For three years, in a country not only self-sufficient in its power generation but also surplus, the Australian government had put solar and alternative energy much higher in their list of development priority. One of the outcomes of this outlook has been its programme for alternative sources for power / energy generation.

With abundantly rich quota of coal, 89 per cent of its energy is generated through fossil fuel, of which coal accounts for 74 and natural gas 15. But what it implies is that 11 per cent still comes from alternative energy sources. Hydro power is six per cent, wind at three per cent and bio mass as well as solar energy constitute about one per cent each.

Rooftop solar power generation from households has found a huge impetus in the recent past.

Australia with its state policies has been able to hugely change the mindset of people within less than three years and succeeded in creating over 2,000 mega watt of power in the past year through individual households generating power through photovoltaic panels on their roof tops at their own expense and instance. All that the government did was to draft a policy that gave people the incentive to mount solar panels on their roofs.

Typically, the unit cost of electricity in Australia is about 25 cents. As against this, the government bought electricity generated by the rooftop harvesting at nearly double the price (48 cents per unit).

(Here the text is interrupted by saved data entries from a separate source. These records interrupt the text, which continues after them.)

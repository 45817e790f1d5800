//! Message module - the durable record, its status machine, the wire
//! envelope and the routing metadata shared by both pipelines.

mod descriptor;
mod record;
mod status;
mod transfer;

pub use descriptor::{
    short_type_name, DefaultNameRuler, Event, EventHandlerDescriptor, NameRuler,
};
pub use record::{MessageKind, MessageRecord, NewMessage, StatusUpdate};
pub use status::MessageStatus;
pub use transfer::{item_keys, MessageTransferModel};
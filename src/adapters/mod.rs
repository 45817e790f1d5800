//! Adapters - Implementations of port interfaces.
//!
//! - `memory` - In-memory message storage and transactions
//! - `memory_queue` - In-process broker (sender + subscriber)
//! - `serialization` - JSON envelope serializer
//! - `http` - Operational read API

pub mod http;
pub mod memory;
pub mod memory_queue;
pub mod serialization;

pub use memory::{InMemoryMessageStorage, InMemoryTransaction, TransactionHandle};
pub use memory_queue::InMemoryBroker;
pub use serialization::JsonMessageSerializer;
//! Contract tests for `MessageStorage` implementations.
//!
//! Every check goes through `Arc<dyn MessageStorage>` so another backend can
//! reuse the suite by swapping the constructor.

use proptest::prelude::*;
use std::sync::Arc;

use outbox_bus::adapters::{InMemoryMessageStorage, InMemoryTransaction};
use outbox_bus::domain::foundation::Timestamp;
use outbox_bus::domain::message::{MessageKind, MessageStatus, NewMessage, StatusUpdate};
use outbox_bus::ports::{
    MessageKey, MessageStorage, RetryQuery, SearchFilter, StorageError, TransactionContext,
    TransactionState,
};

// =============================================================================
// Test Infrastructure
// =============================================================================

fn storage() -> Arc<dyn MessageStorage> {
    Arc::new(InMemoryMessageStorage::new())
}

fn published(msg_id: &str) -> NewMessage {
    NewMessage::scheduled("test", "orders.placed", msg_id, "{}", "{}")
}

fn key(msg_id: &str) -> MessageKey<'_> {
    MessageKey::new("test", "orders.placed", msg_id)
}

fn aged(msg_id: &str, age_secs: u64) -> NewMessage {
    let mut message = published(msg_id);
    message.create_time = Timestamp::now().minus_secs(age_secs);
    message
}

fn retry_query() -> RetryQuery {
    RetryQuery {
        batch_size: 10,
        older_than_secs: 60,
        max_retry_count: 3,
        environment: "test".to_string(),
    }
}

// =============================================================================
// Leasing
// =============================================================================

#[tokio::test]
async fn concurrent_try_lock_grants_exactly_one_lease() {
    let storage = storage();
    let id = storage.save_published(&published("m1"), None).await.unwrap();

    let mut attempts = tokio::task::JoinSet::new();
    for _ in 0..16 {
        let storage = storage.clone();
        let id = id.clone();
        attempts.spawn(async move {
            storage
                .try_lock(MessageKind::Published, &id, Timestamp::now().plus_secs(60))
                .await
                .unwrap()
        });
    }

    let mut granted = 0;
    while let Some(result) = attempts.join_next().await {
        if result.unwrap() {
            granted += 1;
        }
    }
    assert_eq!(granted, 1);
}

#[tokio::test]
async fn elapsed_lease_can_be_taken_over() {
    let storage = storage();
    let id = storage.save_published(&published("m1"), None).await.unwrap();

    assert!(storage
        .try_lock(MessageKind::Published, &id, Timestamp::now().minus_secs(1))
        .await
        .unwrap());
    assert!(storage
        .try_lock(MessageKind::Published, &id, Timestamp::now().plus_secs(60))
        .await
        .unwrap());
    assert!(!storage
        .try_lock(MessageKind::Published, &id, Timestamp::now().plus_secs(60))
        .await
        .unwrap());
}

#[tokio::test]
async fn status_update_releases_the_lease() {
    let storage = storage();
    let id = storage.save_published(&published("m1"), None).await.unwrap();
    storage
        .try_lock(MessageKind::Published, &id, Timestamp::now().plus_secs(60))
        .await
        .unwrap();

    storage
        .update_status(MessageKind::Published, &id, StatusUpdate::failed(1))
        .await
        .unwrap();

    let record = storage
        .find_by_id(MessageKind::Published, &id)
        .await
        .unwrap()
        .unwrap();
    assert!(!record.is_locking);
    assert!(record.lock_end.is_none());
    assert_eq!(record.retry_count, 1);
}

#[tokio::test]
async fn succeeded_records_reject_further_transitions() {
    let storage = storage();
    let id = storage.save_published(&published("m1"), None).await.unwrap();
    storage
        .update_status(
            MessageKind::Published,
            &id,
            StatusUpdate::succeeded(1, Timestamp::now().plus_hours(1)),
        )
        .await
        .unwrap();

    let result = storage
        .update_status(MessageKind::Published, &id, StatusUpdate::failed(2))
        .await;

    assert!(matches!(result, Err(StorageError::InvalidTransition { .. })));
}

// =============================================================================
// Uniqueness and transactions
// =============================================================================

#[tokio::test]
async fn received_uniqueness_includes_the_handler() {
    let storage = storage();
    storage
        .save_received(&published("m1").for_handler("receipts"))
        .await
        .unwrap();
    storage
        .save_received(&published("m1").for_handler("audit"))
        .await
        .unwrap();

    let duplicate = storage
        .save_received(&published("m1").for_handler("receipts"))
        .await;

    assert!(matches!(duplicate, Err(StorageError::Duplicate { .. })));
}

#[tokio::test]
async fn transactional_insert_is_visible_only_after_commit() {
    let storage = storage();
    let tx = InMemoryTransaction::begin();
    let context = tx.context();

    storage
        .save_published(&published("m1"), Some(&*context))
        .await
        .unwrap();
    assert!(!storage.is_committed(key("m1")).await.unwrap());

    tx.commit().unwrap();
    assert!(storage.is_committed(key("m1")).await.unwrap());
}

#[tokio::test]
async fn rolled_back_insert_never_appears() {
    let storage = storage();
    let tx = InMemoryTransaction::begin();
    let context = tx.context();

    storage
        .save_published(&published("m1"), Some(&*context))
        .await
        .unwrap();
    drop(tx);

    assert!(!storage.is_committed(key("m1")).await.unwrap());
    assert!(storage.find_published_by_msg_id(key("m1")).await.unwrap().is_none());
}

#[tokio::test]
async fn concurrent_transactions_commit_one_copy_of_a_msg_id() {
    let storage = storage();
    let first = InMemoryTransaction::begin();
    let second = InMemoryTransaction::begin();
    let first_context = first.context();
    let second_context = second.context();

    storage
        .save_published(&published("m1"), Some(&*first_context))
        .await
        .unwrap();
    storage
        .save_published(&published("m1"), Some(&*second_context))
        .await
        .unwrap();

    first.commit().unwrap();
    let rejected = second.commit();

    assert!(matches!(rejected, Err(StorageError::Duplicate { .. })));
    assert_eq!(second_context.state(), TransactionState::RolledBack);
    let page = storage
        .search(MessageKind::Published, &SearchFilter::new("test"), 0, 10)
        .await
        .unwrap();
    assert_eq!(page.len(), 1);
}

#[tokio::test]
async fn msg_id_lookups_do_not_cross_environments() {
    let storage = storage();
    let mut elsewhere = published("m1");
    elsewhere.environment = "staging".to_string();
    storage.save_published(&elsewhere, None).await.unwrap();

    assert!(storage.find_published_by_msg_id(key("m1")).await.unwrap().is_none());
    assert!(!storage.is_committed(key("m1")).await.unwrap());
    assert!(storage
        .find_published_by_msg_id(MessageKey::new("staging", "orders.placed", "m1"))
        .await
        .unwrap()
        .is_some());
}

// =============================================================================
// Retry and expiry queries
// =============================================================================

#[tokio::test]
async fn retry_candidates_are_old_retryable_and_under_ceiling() {
    let storage = storage();
    let oldest = storage.save_published(&aged("oldest", 600), None).await.unwrap();
    let older = storage.save_published(&aged("older", 300), None).await.unwrap();
    storage.save_published(&aged("young", 5), None).await.unwrap();
    let exhausted = storage.save_published(&aged("exhausted", 900), None).await.unwrap();
    storage
        .update_status(MessageKind::Published, &exhausted, StatusUpdate::failed(3))
        .await
        .unwrap();
    let mut delayed = aged("delayed", 900);
    delayed.delay_at = Some(Timestamp::now().plus_secs(3600));
    storage.save_published(&delayed, None).await.unwrap();

    let candidates = storage
        .retry_candidates(MessageKind::Published, &retry_query())
        .await
        .unwrap();

    let ids: Vec<_> = candidates.iter().map(|r| r.id.clone()).collect();
    assert_eq!(ids, vec![oldest, older]);
}

#[tokio::test]
async fn retry_candidates_respect_batch_size() {
    let storage = storage();
    for i in 0..5 {
        storage
            .save_published(&aged(&format!("m{i}"), 600 - i), None)
            .await
            .unwrap();
    }

    let query = RetryQuery {
        batch_size: 2,
        ..retry_query()
    };
    let candidates = storage
        .retry_candidates(MessageKind::Published, &query)
        .await
        .unwrap();

    assert_eq!(candidates.len(), 2);
    assert_eq!(candidates[0].msg_id, "m0");
}

#[tokio::test]
async fn delete_expired_only_removes_expired_successes() {
    let storage = storage();
    let expired = storage.save_published(&published("expired"), None).await.unwrap();
    storage
        .update_status(
            MessageKind::Published,
            &expired,
            StatusUpdate::succeeded(1, Timestamp::now().minus_secs(1)),
        )
        .await
        .unwrap();
    let fresh = storage.save_published(&published("fresh"), None).await.unwrap();
    storage
        .update_status(
            MessageKind::Published,
            &fresh,
            StatusUpdate::succeeded(1, Timestamp::now().plus_hours(1)),
        )
        .await
        .unwrap();
    storage.save_published(&aged("stuck", 86_400 * 30), None).await.unwrap();

    let deleted = storage.delete_expired(MessageKind::Published).await.unwrap();

    assert_eq!(deleted, 1);
    assert!(storage.find_by_id(MessageKind::Published, &expired).await.unwrap().is_none());
    assert!(storage.find_published_by_msg_id(key("stuck")).await.unwrap().is_some());
}

#[tokio::test]
async fn search_is_newest_first_and_scoped_to_environment() {
    let storage = storage();
    storage.save_published(&aged("old", 100), None).await.unwrap();
    storage.save_published(&aged("new", 1), None).await.unwrap();
    let mut elsewhere = published("elsewhere");
    elsewhere.environment = "staging".to_string();
    storage.save_published(&elsewhere, None).await.unwrap();

    let page = storage
        .search(MessageKind::Published, &SearchFilter::new("test"), 0, 10)
        .await
        .unwrap();

    let msg_ids: Vec<_> = page.iter().map(|r| r.msg_id.as_str()).collect();
    assert_eq!(msg_ids, vec!["new", "old"]);
}

// =============================================================================
// Properties
// =============================================================================

proptest! {
    #[test]
    fn status_counts_account_for_every_record(outcomes in prop::collection::vec(0u8..3, 0..20)) {
        let runtime = tokio::runtime::Builder::new_current_thread()
            .enable_all()
            .build()
            .unwrap();

        runtime.block_on(async {
            let storage = storage();
            for (i, outcome) in outcomes.iter().enumerate() {
                let id = storage
                    .save_published(&published(&format!("m{i}")), None)
                    .await
                    .unwrap();
                let update = match outcome {
                    0 => None,
                    1 => Some(StatusUpdate::failed(1)),
                    _ => Some(StatusUpdate::succeeded(1, Timestamp::now().plus_hours(1))),
                };
                if let Some(update) = update {
                    storage
                        .update_status(MessageKind::Published, &id, update)
                        .await
                        .unwrap();
                }
            }

            let counts = storage
                .status_counts(MessageKind::Published, "test")
                .await
                .unwrap();
            let total: u64 = counts.values().sum();
            prop_assert_eq!(total, outcomes.len() as u64);
            prop_assert_eq!(
                counts[&MessageStatus::Failed],
                outcomes.iter().filter(|o| **o == 1).count() as u64
            );
            Ok(())
        })?;
    }
}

This was still profitable to the government because as it is said one unit of electricity saved is equivalent of three units generated.

People invest their own money, mount and maintain photo voltaic panels with inverter on roofs of their own homes. Typically, eight solar panels, generating up to five kilo watt power from the rooftops are sufficient to meet the energy need of a household.

These panels are directly connected to the main power grid and metered. They do not have battery backup, making them less maintenance-prone as well as less expensive. All through the day when there is abundance of sun, the panels generate the power.

What is needed for the household is consumed. Often on working days, the usage is less during day time.

The surplus is sent to the power grid and at night when the household needs it, the power is drawn from the grid. This is done through formal registrations. This arrangement means there is assured power generation through decentralised means.

While households have reached assured annual capacity of 2,000 mega watts of annual power generation already and saving millions of dollars for the nation, none of the four flagship projects of mega power generation initiated by the government authorities has been realised as yet. Only one is yet in process. This is the power of people’s participation through incentives. For people too, this has been the best economic strategy bringing return on their investments in less than three years.

At the state level, there are other incentives worthy of reference. All commercial buildings with an area larger than 2,000 sq metres are required to ascertain at least three-star rating by the energy-saving norms. As legal requirement, this provision is now becoming the demand of lay consumers and marketing claims of the developers.

Yet another initiative has been to create solar neighbourhoods with solar lighting, solar-powered buses and so on. In fact, to make people switch to public transport, alternative fuel-run buses are operating in business district at no charge to users.

There is also a strategy of demand side management for reduced energy consumption that is working innovatively and effectively.

In such a scheme, the production houses can register to observe voluntary power cut for four hours for four days of the week during peak hours and manage lighter or no-load activities during such operative hours. This reduces the peak time load and thereby averaging generation capacity over time. This assured voluntary power cut during peak time means meeting the demand at less capacity and thus saving large sums.

In the globalised world when multinational corporate can benefit from German technology-based, India-produced solar panels in Australia, can India not tap these resources to shine, literally, through ever-shining Sun on its rooftops.